■ **PROBLEM DESCRIPTION**:
In this exercise, the data must be written out exactly.

■ **RECORDS FOR THE EXERCISE**:

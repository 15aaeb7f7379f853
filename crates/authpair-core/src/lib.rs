//! # authpair-core
//!
//! Core crate for AuthPair. Contains the unified error system,
//! configuration schemas, token domain types, and the capability traits
//! implemented by the storage, hashing, and notification crates.
//!
//! This crate has **no** internal dependencies on other AuthPair crates.

pub mod config;
pub mod error;
pub mod result;
pub mod traits;
pub mod types;

pub use error::AppError;
pub use result::AppResult;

■ **EXERCISE ANSWER**:
repository 15aaeb7f7379f853
filename crates/authpair-core/src/lib.rs
//! # authpair-core
//!
//! Core crate for AuthPair. Contains the unified error system,
//! configuration schemas, token domain types, and the capability traits
//! implemented by the storage, hashing, and notification crates.
//!
//! This crate has **no** internal dependencies on other AuthPair crates.

pub mod config;
pub mod error;
pub mod result;
pub mod traits;
pub mod types;

pub use error::AppError;
pub use result::AppResult;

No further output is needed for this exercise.